A NEED FOR UNREASONABLE WISHES – Practice
I promised a practice to follow up on my article on unreasonable wishes. And here it is – in two versions:
- Written for you who likes to read, take notes
- In Audio for you, who likes to listen
This is a practice I do with feelings, wishes or repetitive thoughts, that I can’t seem to ‘just let go’, no matter how understanding and willing I am. Sometimes, it seems to be out of my control, what determines whether I am to look at a subject or not.
Instead of fighting it or being overwhelmed in inconvenient moments, I have started to integrate attention and space for those wishes in my conscious training. In intense periods, I might do this practice daily for a couple of weeks. At other times it might be enough to repeat it two-three times. But either way, when I commit to giving this space and time my mind knows, that this subject and need will be looked at and often the pressure reduces.
First of all, the practice is about allowing yourself to feel. This is not the time to look for the next action steps or for understanding why you feel this. (As a side-effect, this might at times appear for you during or after the practice, but it is not the aim of the practice and could sidetrack you, if you get hooked on that. )
Start with a couple of exercises that you know allow you to connect to your physical experience of now. This might be anything that allows you to sense your body more clearly – dancing, jumping around, breathing consciously, meditation… you choose your style. Give yourself 5-10 minutes that are purely physical. (Pause this tape and then start again, when you’re present with the whole body.)
Then pay attention to the wish you are currently exploring and wanting to give space to.
You could do this by remembering the last time you felt it, or by thinking of a person that is connected to this wish. It could be by focusing on the feelings that are connected to this wish or anything else that allows you to remember a version of the wish that’s on your mind (and you feel you are not in control over).
When your wish is very present in you, notice how you react in your body. How is your position? Is it contracting somewhere or feeling locked? How is your breathing, where are you pushing or trying to control something?
Then without having to change feelings, thoughts or wishes just shift something in your body.
Breathe more so there is more energy available, let go of the tension that you currently don’t need. Move your pelvis or arms, relax your belly.
Now be curious of what else happens in your body. When waves of feelings or emotions are coming – make more space for them and air in the chest and lungs. Physical space – expanding the lungs and chest in all directions, relaxing the tummy, maybe opening the armes to the sides a bit, letting go of your jaw and eyebrows.
This might take some time. There is no rush to get through with this (maybe set a timer, if you need a structure, but then give yourself at least 10min for this part.)

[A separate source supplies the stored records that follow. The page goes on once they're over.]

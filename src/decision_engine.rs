//! C5 — the decision engine.
//!
//! Turns a scored offer into one round's [`Decision`]: ask for
//! clarification, accept, escalate, walk away, or counter (optionally as
//! a MESO round). Pure function over its inputs; it never touches a
//! `Store` or clock itself, so its output is fully determined by what the
//! caller passes in.

use crate::types::{
    Action, BehavioralExplain, Decision, MesoExplain, NegotiationConfig, Offer, OfferField,
    Thresholds, UtilityBreakdown, VendorEmphasis,
};

/// Every `MESO_INTERVAL`th round, offer a MESO round instead of a single
/// counter when the engine still isn't confident about vendor emphasis.
const MESO_INTERVAL: u32 = 3;

/// Below this confidence, the engine treats vendor emphasis as unknown
/// and worth probing via MESO.
const MESO_CONFIDENCE_THRESHOLD: f64 = 0.35;

/// Decide the action for one round.
///
/// `offer` and `utility` describe the vendor's current accumulated offer;
/// `missing_fields` short-circuits to `ASK_CLARIFY` when non-empty.
/// `round` is the round this decision is for; `recent_price_delta` is
/// the prior round's vendor price minus this round's (`None` when there
/// is no prior round yet), used to gate walk-away on a stalled vendor
/// rather than a merely-low offer. `behavioral` is the adaptive signal
/// for the round, or `None` when adaptive features are disabled for the
/// deal — when present, its `should_extend_rounds` flag is what permits
/// `dynamic_rounds.hard_max` to apply. `last_pm_counter` is the PM's
/// previous counter-offer, used as the basis for this round's counter if
/// one is made.
pub fn decide(
    offer: &Offer,
    missing_fields: &[OfferField],
    utility: UtilityBreakdown,
    config: &NegotiationConfig,
    round: u32,
    recent_price_delta: Option<f64>,
    behavioral: Option<BehavioralExplain>,
    last_pm_counter: Option<&Offer>,
) -> Decision {
    let thresholds = Thresholds {
        accept_threshold: config.accept_threshold,
        escalate_threshold: config.escalate_threshold,
        walkaway_threshold: config.walkaway_threshold,
    };

    if !missing_fields.is_empty() {
        return Decision {
            action: Action::AskClarify {
                missing: missing_fields.to_vec(),
            },
            utility,
            thresholds,
            behavioral,
            meso: None,
            round,
        };
    }

    let auto_extend_fired = behavioral
        .as_ref()
        .map(|b| b.should_extend_rounds)
        .unwrap_or(false);
    let hard_ceiling = config.hard_round_ceiling(auto_extend_fired);

    let no_recent_convergence = recent_price_delta.map(|delta| delta <= 0.0).unwrap_or(false);

    let action = if utility.total_utility >= config.accept_threshold {
        Action::Accept
    } else if round >= hard_ceiling {
        if utility.total_utility >= config.escalate_threshold {
            Action::Escalate {
                reason: format!("round {round} reached hard ceiling {hard_ceiling}"),
            }
        } else {
            Action::WalkAway {
                reason: format!(
                    "round {round} reached hard ceiling {hard_ceiling} below escalate threshold"
                ),
            }
        }
    } else if utility.total_utility < config.walkaway_threshold && no_recent_convergence {
        Action::WalkAway {
            reason: format!(
                "utility {:.3} below walkaway threshold {:.3} with no vendor convergence over the last round",
                utility.total_utility, config.walkaway_threshold
            ),
        }
    } else {
        Action::Counter {
            offer: build_counter(offer, config, last_pm_counter, &behavioral),
        }
    };

    let meso = (matches!(action, Action::Counter { .. }) && should_offer_meso(round, &behavioral))
        .then(|| MesoExplain {
            reason:
                "vendor preference emphasis not yet confident; probing with equi-utility options"
                    .to_string(),
            target_utility: (config.accept_threshold + config.escalate_threshold) / 2.0,
        });

    Decision {
        action,
        utility,
        thresholds,
        behavioral,
        meso,
        round,
    }
}

fn should_offer_meso(round: u32, behavioral: &Option<BehavioralExplain>) -> bool {
    let Some(signal) = behavioral else {
        return false;
    };
    round > 0
        && round % MESO_INTERVAL == 0
        && signal.emphasis_confidence < MESO_CONFIDENCE_THRESHOLD
}

/// Build the PM's next counter-offer: step price and terms toward the
/// vendor, scaled by the behavioral aggressiveness multiplier, without
/// ever crossing the vendor's stated position or the PM's own ceiling.
fn build_counter(
    vendor_offer: &Offer,
    config: &NegotiationConfig,
    last_pm_counter: Option<&Offer>,
    behavioral: &Option<BehavioralExplain>,
) -> Offer {
    let multiplier = behavioral.as_ref().map(|b| b.aggressiveness_multiplier).unwrap_or(1.0);
    let base_price = last_pm_counter
        .and_then(|o| o.total_price)
        .unwrap_or(config.total_price.anchor);

    let total_price = vendor_offer.total_price.map(|vendor_price| {
        let step = config.total_price.concession_step * multiplier;
        let candidate = base_price + step;
        candidate.min(vendor_price).min(config.total_price.max_acceptable)
    });

    let base_terms = last_pm_counter
        .and_then(|o| o.payment_terms.clone())
        .or_else(|| config.payment_terms.options.first().cloned());

    let payment_terms = match (&base_terms, &vendor_offer.payment_terms) {
        (Some(base), Some(vendor_terms)) => config.payment_terms.step_toward(base, vendor_terms),
        (base, _) => base.clone(),
    };

    Offer {
        total_price,
        payment_terms,
        delivery_date: vendor_offer.delivery_date,
        delivery_days: vendor_offer.delivery_days,
        advance_payment_percent: vendor_offer.advance_payment_percent,
        warranty_months: vendor_offer.warranty_months,
    }
}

When you’re feeling your body free of the initial reaction, able to breathe and move, remember the situation that you started with, now without returning to the initial physical reaction.
How is the experience?
How is it to wish, now? Does anything change?
Which (human) quality is connected to this wish for you?
Is there any time or place in your life, where you can recognize this quality?
Is there a pain or sadness that needs attention and space to be digested?
After the conscious practice give yourself some time to rest. 2-8 minutes of just lying or sitting, while you are not focusing your attention on anything specific but let your subconscious and body just work with what you have done before.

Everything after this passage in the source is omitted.